George Takei recently published a graphic memoir called “They Called Us Enemy,” (July 16), which recounts his childhood imprisonment in American concentration camps during World War II. Starting at age five, he and his family were forced to relocate to camps in Arkansas and his native California.
The 82-year-old actor and activist is also telling his story via his role on the second season of AMC Networks’ anthology series "The Terror: Infamy," which premiered Monday (August 12). “There were 6.5 acres covered with barracks, barbwire fence, sentry towers—I recognize them," Takei told CNN.

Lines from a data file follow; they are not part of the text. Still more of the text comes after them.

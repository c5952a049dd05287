//! Structured logging.
//!
//! # Responsibilities
//! - Initialize logging subsystem
//! - Configure log level at runtime
//!
//! # Design Decisions
//! - Uses tracing crate for structured logging
//! - JSON format for production, pretty format for development
//! - `RUST_LOG` wins over the configured level

use tracing_subscriber::{layer::SubscriberExt, util::SubscriberInitExt, EnvFilter};

use crate::config::{LogFormat, ObservabilityConfig};

/// Install the global subscriber. Call once, before anything logs.
pub fn init(config: &ObservabilityConfig) {
    let filter = EnvFilter::try_from_default_env().unwrap_or_else(|_| {
        format!("request_guard={level},tower_http={level}", level = config.log_level).into()
    });

    let registry = tracing_subscriber::registry().with(filter);
    match config.log_format {
        LogFormat::Json => registry.with(tracing_subscriber::fmt::layer().json()).init(),
        LogFormat::Pretty => registry.with(tracing_subscriber::fmt::layer()).init(),
    }
}
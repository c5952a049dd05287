//! CSRF enforcement middleware.
//!
//! Safe methods pass through after a token is issued and set as a cookie.
//! Everything else must present a token accepted by the configured strategy.

use std::sync::Arc;
use std::time::Duration;

use axum::{
    body::Body,
    extract::State,
    http::{header, HeaderValue, Method, Request},
    middleware::Next,
    response::{IntoResponse, Response},
};
use axum_extra::extract::cookie::{Cookie, SameSite};

use crate::config::{CookieConfig, SameSitePolicy};
use crate::error::GuardError;
use crate::observability::metrics;
use crate::security::csrf::{CsrfGuard, IssuedToken};
use crate::security::double_submit::DoubleSubmitGuard;
use crate::security::extract::{self, TokenSources};
use crate::security::identity::{ClientContext, IdentityResolver};

/// The enforcement strategy selected at startup.
pub enum Protection {
    Session(CsrfGuard),
    DoubleSubmit(DoubleSubmitGuard),
}

/// Attributes of the cookie carrying the raw token.
#[derive(Debug, Clone)]
pub struct CookieSettings {
    pub name: String,
    pub path: String,
    pub http_only: bool,
    pub secure: bool,
    pub same_site: SameSitePolicy,
    pub max_age: Duration,
}

impl CookieSettings {
    pub fn from_config(name: &str, config: &CookieConfig, max_age: Duration) -> Self {
        Self {
            name: name.to_string(),
            path: config.path.clone(),
            http_only: config.http_only,
            secure: config.secure,
            same_site: config.same_site,
            max_age,
        }
    }

    fn header_value(&self, token: &IssuedToken) -> Option<HeaderValue> {
        let same_site = match self.same_site {
            SameSitePolicy::Strict => SameSite::Strict,
            SameSitePolicy::Lax => SameSite::Lax,
            SameSitePolicy::None => SameSite::None,
        };
        let cookie = Cookie::build((self.name.clone(), token.as_str().to_string()))
            .path(self.path.clone())
            .http_only(self.http_only)
            .secure(self.secure)
            .same_site(same_site)
            .max_age(time::Duration::seconds(self.max_age.as_secs() as i64))
            .build();
        HeaderValue::from_str(&cookie.to_string()).ok()
    }
}

/// Middleware state shared by every request.
pub struct CsrfState {
    pub protection: Protection,
    pub safe_methods: Vec<Method>,
    pub sources: TokenSources,
    pub cookie: CookieSettings,
}

impl CsrfState {
    fn is_safe(&self, method: &Method) -> bool {
        self.safe_methods.contains(method)
    }

    fn strategy(&self) -> &'static str {
        match self.protection {
            Protection::Session(_) => "session",
            Protection::DoubleSubmit(_) => "double_submit",
        }
    }

    async fn issue(&self, ctx: &ClientContext) -> Option<IssuedToken> {
        match &self.protection {
            // a failed issue never blocks a safe request; the error is already logged
            Protection::Session(guard) => guard.issue(&ctx.session_key).await.ok(),
            Protection::DoubleSubmit(guard) => Some(guard.issue()),
        }
    }

    async fn verify(&self, request: Request<Body>, ctx: &ClientContext) -> Result<Request<Body>, GuardError> {
        match &self.protection {
            Protection::Session(guard) => {
                let (request, candidate) = extract::candidate_token(request, &self.sources).await?;
                guard.verify(&ctx.session_key, candidate.as_deref()).await?;
                Ok(request)
            }
            Protection::DoubleSubmit(guard) => {
                let cookie = extract::cookie_value(request.headers(), &self.cookie.name);
                let (request, candidate) = extract::candidate_token(request, &self.sources).await?;
                guard.verify(cookie.as_deref(), candidate.as_deref())?;
                Ok(request)
            }
        }
    }
}

pub async fn csrf_middleware(
    State(state): State<Arc<CsrfState>>,
    mut request: Request<Body>,
    next: Next,
) -> Response {
    let ctx = match request.extensions().get::<ClientContext>() {
        Some(ctx) => ctx.clone(),
        None => IdentityResolver::default().context(&request),
    };

    if state.is_safe(request.method()) {
        let issued = state.issue(&ctx).await;
        if let Some(token) = &issued {
            request.extensions_mut().insert(token.clone());
        }

        let mut response = next.run(request).await;
        if let Some(value) = issued.as_ref().and_then(|t| state.cookie.header_value(t)) {
            response.headers_mut().append(header::SET_COOKIE, value);
        }
        return response;
    }

    let method = request.method().clone();
    let path = request.uri().path().to_string();
    match state.verify(request, &ctx).await {
        Ok(request) => next.run(request).await,
        Err(err) => {
            tracing::warn!(
                session_key = %ctx.session_key,
                method = %method,
                path = %path,
                strategy = state.strategy(),
                code = err.code(),
                "CSRF check failed"
            );
            metrics::record_csrf_rejected(err.code());
            err.into_response()
        }
    }
}
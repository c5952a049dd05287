//! HTTP protocol handling subsystem.
//!
//! # Data Flow
//! ```text
//! TCP/TLS connection
//!     → server.rs (Axum setup, request ID, tracing, timeout)
//!     → middleware/identity.rs (client context)
//!     → rate limit (security::rate_limit)
//!     → middleware/csrf.rs (issue or verify)
//!     → token.rs (token endpoint) or proxy.rs (upstream)
//!     → Send to client
//! ```

pub mod middleware;
pub mod proxy;
pub mod server;
pub mod token;

pub use server::GuardServer;
pub use token::TokenResponse;
use clap::{Parser, Subcommand};
use reqwest::header::{HeaderMap, HeaderName, HeaderValue, CONTENT_TYPE, COOKIE, SET_COOKIE};
use reqwest::Method;
use serde::Deserialize;
use serde_json::Value;

#[derive(Parser)]
#[command(name = "guard-cli")]
#[command(about = "Exercise a running request guard from the command line", long_about = None)]
struct Cli {
    #[arg(short, long, default_value = "http://localhost:8080")]
    url: String,

    /// Token endpoint path
    #[arg(long, default_value = "/api/csrf-token")]
    token_path: String,

    /// Principal header to send, as NAME:VALUE
    #[arg(long)]
    principal: Option<String>,

    #[command(subcommand)]
    command: Commands,
}

#[derive(Subcommand)]
enum Commands {
    /// Fetch a CSRF token
    Token,
    /// Fetch a token, then send a protected request with it
    Submit {
        #[arg(short, long, default_value = "POST")]
        method: String,
        #[arg(short, long)]
        path: String,
        /// JSON body
        #[arg(short, long)]
        data: Option<String>,
    },
}

#[derive(Debug, Deserialize)]
#[serde(rename_all = "camelCase")]
struct TokenResponse {
    csrf_token: String,
    cookie_name: String,
    header_name: String,
}

struct Fetched {
    token: TokenResponse,
    cookie: Option<String>,
}

#[tokio::main]
async fn main() -> Result<(), Box<dyn std::error::Error>> {
    let cli = Cli::parse();
    let client = reqwest::Client::new();
    let base_headers = principal_headers(cli.principal.as_deref())?;

    match cli.command {
        Commands::Token => {
            let fetched = fetch_token(&client, &cli.url, &cli.token_path, &base_headers).await?;
            println!("token:  {}", fetched.token.csrf_token);
            println!("header: {}", fetched.token.header_name);
            println!("cookie: {}", fetched.token.cookie_name);
        }
        Commands::Submit { method, path, data } => {
            let fetched = fetch_token(&client, &cli.url, &cli.token_path, &base_headers).await?;

            let mut headers = base_headers.clone();
            headers.insert(
                HeaderName::from_bytes(fetched.token.header_name.as_bytes())?,
                HeaderValue::from_str(&fetched.token.csrf_token)?,
            );
            if let Some(cookie) = &fetched.cookie {
                headers.insert(COOKIE, HeaderValue::from_str(cookie)?);
            }

            let method = Method::from_bytes(method.to_ascii_uppercase().as_bytes())?;
            let mut request = client
                .request(method, format!("{}{}", cli.url, path))
                .headers(headers);
            if let Some(data) = data {
                request = request.header(CONTENT_TYPE, "application/json").body(data);
            }
            print_response(request.send().await?).await?;
        }
    }

    Ok(())
}

fn principal_headers(principal: Option<&str>) -> Result<HeaderMap, Box<dyn std::error::Error>> {
    let mut headers = HeaderMap::new();
    if let Some(principal) = principal {
        let (name, value) = principal
            .split_once(':')
            .ok_or("principal must be NAME:VALUE")?;
        headers.insert(
            HeaderName::from_bytes(name.trim().as_bytes())?,
            HeaderValue::from_str(value.trim())?,
        );
    }
    Ok(headers)
}

async fn fetch_token(
    client: &reqwest::Client,
    url: &str,
    path: &str,
    headers: &HeaderMap,
) -> Result<Fetched, Box<dyn std::error::Error>> {
    let res = client
        .get(format!("{}{}", url, path))
        .headers(headers.clone())
        .send()
        .await?;
    if !res.status().is_success() {
        return Err(format!("token endpoint returned status {}", res.status()).into());
    }

    // name=value of the first Set-Cookie, enough to echo back
    let cookie = res
        .headers()
        .get(SET_COOKIE)
        .and_then(|v| v.to_str().ok())
        .and_then(|v| v.split(';').next())
        .map(|v| v.to_string());
    let token = res.json::<TokenResponse>().await?;
    Ok(Fetched { token, cookie })
}

async fn print_response(res: reqwest::Response) -> Result<(), Box<dyn std::error::Error>> {
    let status = res.status();
    println!("status: {}", status);
    let text = res.text().await?;
    match serde_json::from_str::<Value>(&text) {
        Ok(json) => println!("{}", serde_json::to_string_pretty(&json)?),
        Err(_) => println!("{}", text),
    }
    Ok(())
}
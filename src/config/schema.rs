//! Configuration schema definitions.
//!
//! This module defines the complete configuration structure for the guard.
//! All types derive Serde traits for deserialization from config files.

use serde::{Deserialize, Serialize};

/// Root configuration for the request guard.
#[derive(Debug, Clone, Deserialize, Serialize, Default)]
#[serde(default)]
pub struct GuardConfig {
    /// Listener configuration (bind address, TLS).
    pub listener: ListenerConfig,

    /// Application the guard forwards admitted requests to.
    pub upstream: Option<UpstreamConfig>,

    /// Timeout configuration.
    pub timeouts: TimeoutConfig,

    /// CSRF protection settings.
    pub csrf: CsrfConfig,

    /// How requests are mapped to session keys.
    pub identity: IdentityConfig,

    /// Rate limiting configuration.
    pub rate_limit: RateLimitConfig,

    /// Token store backend.
    pub store: StoreConfig,

    /// Observability settings.
    pub observability: ObservabilityConfig,

    #[serde(default)]
    pub security: SecurityConfig,
}

/// Listener configuration.
#[derive(Debug, Clone, Deserialize, Serialize)]
#[serde(default)]
pub struct ListenerConfig {
    /// Bind address (e.g., "0.0.0.0:8080").
    pub bind_address: String,

    /// Optional TLS configuration.
    pub tls: Option<TlsConfig>,
}

impl Default for ListenerConfig {
    fn default() -> Self {
        Self {
            bind_address: "0.0.0.0:8080".to_string(),
            tls: None,
        }
    }
}

/// TLS configuration for the listener.
#[derive(Debug, Clone, Deserialize, Serialize)]
pub struct TlsConfig {
    /// Path to certificate file (PEM).
    pub cert_path: String,

    /// Path to private key file (PEM).
    pub key_path: String,
}

/// Upstream application configuration.
#[derive(Debug, Clone, Deserialize, Serialize)]
pub struct UpstreamConfig {
    /// Upstream address (e.g., "127.0.0.1:3000").
    pub address: String,
}

/// Timeout configuration.
#[derive(Debug, Clone, Deserialize, Serialize)]
#[serde(default)]
pub struct TimeoutConfig {
    /// Request timeout (total time for request/response) in seconds.
    pub request_secs: u64,
}

impl Default for TimeoutConfig {
    fn default() -> Self {
        Self { request_secs: 30 }
    }
}

/// Which CSRF enforcement strategy to run.
#[derive(Debug, Clone, Copy, PartialEq, Eq, Deserialize, Serialize, Default)]
#[serde(rename_all = "snake_case")]
pub enum CsrfStrategy {
    /// Session-bound tokens verified against the token store.
    #[default]
    Session,
    /// Stateless cookie/header equality.
    DoubleSubmit,
}

impl CsrfStrategy {
    pub fn as_str(&self) -> &'static str {
        match self {
            CsrfStrategy::Session => "session",
            CsrfStrategy::DoubleSubmit => "double_submit",
        }
    }
}

/// HMAC secret as it appears in the config file.
///
/// Never printed by `Debug`.
#[derive(Clone, Default, PartialEq, Eq, Deserialize, Serialize)]
#[serde(transparent)]
pub struct SecretString(String);

impl SecretString {
    pub fn new(value: impl Into<String>) -> Self {
        Self(value.into())
    }

    pub fn expose(&self) -> &str {
        &self.0
    }

    pub fn is_empty(&self) -> bool {
        self.0.is_empty()
    }
}

impl std::fmt::Debug for SecretString {
    fn fmt(&self, f: &mut std::fmt::Formatter<'_>) -> std::fmt::Result {
        f.write_str("SecretString([redacted])")
    }
}

/// CSRF protection configuration.
#[derive(Debug, Clone, Deserialize, Serialize)]
#[serde(default)]
pub struct CsrfConfig {
    /// Enforcement strategy.
    pub strategy: CsrfStrategy,

    /// HMAC key. Generated per process when absent.
    pub secret: Option<SecretString>,

    /// Token lifetime in seconds.
    pub ttl_secs: u64,

    /// Request header carrying the token.
    pub header_name: String,

    /// Cookie carrying the raw token.
    pub cookie_name: String,

    /// Form/JSON body field and query parameter carrying the token.
    pub field_name: String,

    /// Methods that issue tokens instead of verifying them.
    pub ignore_methods: Vec<String>,

    /// Accept the token from the query string as a last resort.
    pub allow_query_token: bool,

    /// Path of the token issuance endpoint.
    pub token_endpoint: String,

    /// Cookie attributes.
    pub cookie: CookieConfig,
}

impl Default for CsrfConfig {
    fn default() -> Self {
        Self {
            strategy: CsrfStrategy::Session,
            secret: None,
            ttl_secs: 3600,
            header_name: "x-csrf-token".to_string(),
            cookie_name: "_csrf".to_string(),
            field_name: "_csrf".to_string(),
            ignore_methods: vec!["GET".to_string(), "HEAD".to_string(), "OPTIONS".to_string()],
            allow_query_token: true,
            token_endpoint: "/api/csrf-token".to_string(),
            cookie: CookieConfig::default(),
        }
    }
}

/// SameSite cookie attribute.
#[derive(Debug, Clone, Copy, PartialEq, Eq, Deserialize, Serialize, Default)]
#[serde(rename_all = "lowercase")]
pub enum SameSitePolicy {
    #[default]
    Strict,
    Lax,
    None,
}

/// CSRF cookie attributes.
#[derive(Debug, Clone, Deserialize, Serialize)]
#[serde(default)]
pub struct CookieConfig {
    /// Hide the cookie from client script. Header submission then needs the token endpoint.
    pub http_only: bool,

    /// Only send over HTTPS.
    pub secure: bool,

    pub same_site: SameSitePolicy,

    pub path: String,
}

impl Default for CookieConfig {
    fn default() -> Self {
        Self {
            http_only: false,
            secure: true,
            same_site: SameSitePolicy::Strict,
            path: "/".to_string(),
        }
    }
}

/// Session identity configuration.
#[derive(Debug, Clone, Deserialize, Serialize, Default)]
#[serde(default)]
pub struct IdentityConfig {
    /// Header set by a trusted authenticating proxy carrying the principal id.
    pub principal_header: Option<String>,

    /// Take the client IP from the first `X-Forwarded-For` entry.
    pub trust_forwarded_for: bool,
}

/// Rate limiting configuration.
#[derive(Debug, Clone, Deserialize, Serialize)]
#[serde(default)]
pub struct RateLimitConfig {
    /// Enable rate limiting.
    pub enabled: bool,

    /// Window length in milliseconds.
    pub window_ms: u64,

    /// Requests admitted per window.
    pub max_requests: u64,

    /// Interval of the expired-window sweep in seconds.
    pub sweep_interval_secs: u64,

    /// Per-path overrides.
    pub rules: Vec<RateLimitRule>,
}

impl Default for RateLimitConfig {
    fn default() -> Self {
        Self {
            enabled: true,
            window_ms: 60_000,
            max_requests: 100,
            sweep_interval_secs: 60,
            rules: Vec::new(),
        }
    }
}

/// Rate limit override for a single route path.
#[derive(Debug, Clone, PartialEq, Eq, Deserialize, Serialize)]
pub struct RateLimitRule {
    pub path: String,
    pub window_ms: u64,
    pub max_requests: u64,
}

/// Token store backend selection.
#[derive(Debug, Clone, Copy, PartialEq, Eq, Deserialize, Serialize, Default)]
#[serde(rename_all = "lowercase")]
pub enum StoreBackend {
    #[default]
    Memory,
    Redis,
}

/// Token store configuration.
#[derive(Debug, Clone, Deserialize, Serialize)]
#[serde(default)]
pub struct StoreConfig {
    pub backend: StoreBackend,

    /// Connection URL for networked backends.
    pub url: Option<String>,

    /// Prefix for keys written to networked backends.
    pub key_prefix: String,

    /// Upper bound on a single store call in milliseconds.
    pub timeout_ms: u64,

    /// Interval of the expired-record sweep in seconds.
    pub sweep_interval_secs: u64,
}

impl Default for StoreConfig {
    fn default() -> Self {
        Self {
            backend: StoreBackend::Memory,
            url: None,
            key_prefix: "csrf".to_string(),
            timeout_ms: 250,
            sweep_interval_secs: 300,
        }
    }
}

/// Log output format.
#[derive(Debug, Clone, Copy, PartialEq, Eq, Deserialize, Serialize, Default)]
#[serde(rename_all = "lowercase")]
pub enum LogFormat {
    #[default]
    Pretty,
    Json,
}

/// Observability configuration.
#[derive(Debug, Clone, Deserialize, Serialize)]
#[serde(default)]
pub struct ObservabilityConfig {
    /// Log level (trace, debug, info, warn, error).
    pub log_level: String,

    pub log_format: LogFormat,

    /// Enable metrics endpoint.
    pub metrics_enabled: bool,

    /// Metrics endpoint bind address.
    pub metrics_address: String,
}

impl Default for ObservabilityConfig {
    fn default() -> Self {
        Self {
            log_level: "info".to_string(),
            log_format: LogFormat::Pretty,
            metrics_enabled: false,
            metrics_address: "0.0.0.0:9090".to_string(),
        }
    }
}

/// Security hardening configuration.
#[derive(Debug, Clone, Deserialize, Serialize)]
#[serde(default)]
pub struct SecurityConfig {
    /// Enable security headers.
    pub enable_headers: bool,
    /// Maximum body size in bytes buffered while looking for a token.
    pub max_body_size: usize,
}

impl Default for SecurityConfig {
    fn default() -> Self {
        Self {
            enable_headers: true,
            max_body_size: 2 * 1024 * 1024, // 2MB
        }
    }
}
//! Token endpoint for single-page clients.
//!
//! The CSRF middleware has already issued a token by the time this handler
//! runs (GET is a safe method), so the handler only echoes it back as JSON.

use std::sync::Arc;

use axum::{
    body::Body,
    http::{header, HeaderValue, Request},
    extract::State,
    response::{IntoResponse, Response},
    Json,
};
use serde::Serialize;

use crate::error::GuardError;
use crate::security::csrf::IssuedToken;
use crate::store::StoreError;

/// Names the client needs to submit the token back.
#[derive(Debug, Clone)]
pub struct TokenEndpoint {
    pub cookie_name: String,
    pub header_name: String,
}

#[derive(Debug, Serialize)]
#[serde(rename_all = "camelCase")]
pub struct TokenResponse {
    pub csrf_token: String,
    pub cookie_name: String,
    pub header_name: String,
}

pub async fn issue_token(
    State(endpoint): State<Arc<TokenEndpoint>>,
    request: Request<Body>,
) -> Response {
    let Some(token) = request.extensions().get::<IssuedToken>() else {
        // issue failed upstream in the middleware, already logged
        return GuardError::StoreUnavailable(StoreError::Backend(
            "token could not be issued".to_string(),
        ))
        .into_response();
    };

    let body = TokenResponse {
        csrf_token: token.as_str().to_string(),
        cookie_name: endpoint.cookie_name.clone(),
        header_name: endpoint.header_name.clone(),
    };

    let mut response = Json(body).into_response();
    response
        .headers_mut()
        .insert(header::CACHE_CONTROL, HeaderValue::from_static("no-store"));
    response
}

Beyond his acting role, Takei also served as a consultant on “The Terror,” and he refused to shy away from the horror he says still exists. “What we have is this endless cycle, the repetition of this kind of horror, injustice being inflicted on minority people, and we see it again today on our southern borders,” Takei reportedly said during a press conference at the Television Critics Association press tour on July 26. “But we've reached a new, grotesque low. We were together with our parents. Our families were intact. What we see today now is this incredible inhumanity of children being torn away from their parents.”
Takei went on to say, “I hope this show will remind people that it is still existing today. It is our hope that enough people, enough Americans seeing this, will try to keep this sort of thing from recurring in the future of this country to make it better, truer democracy.”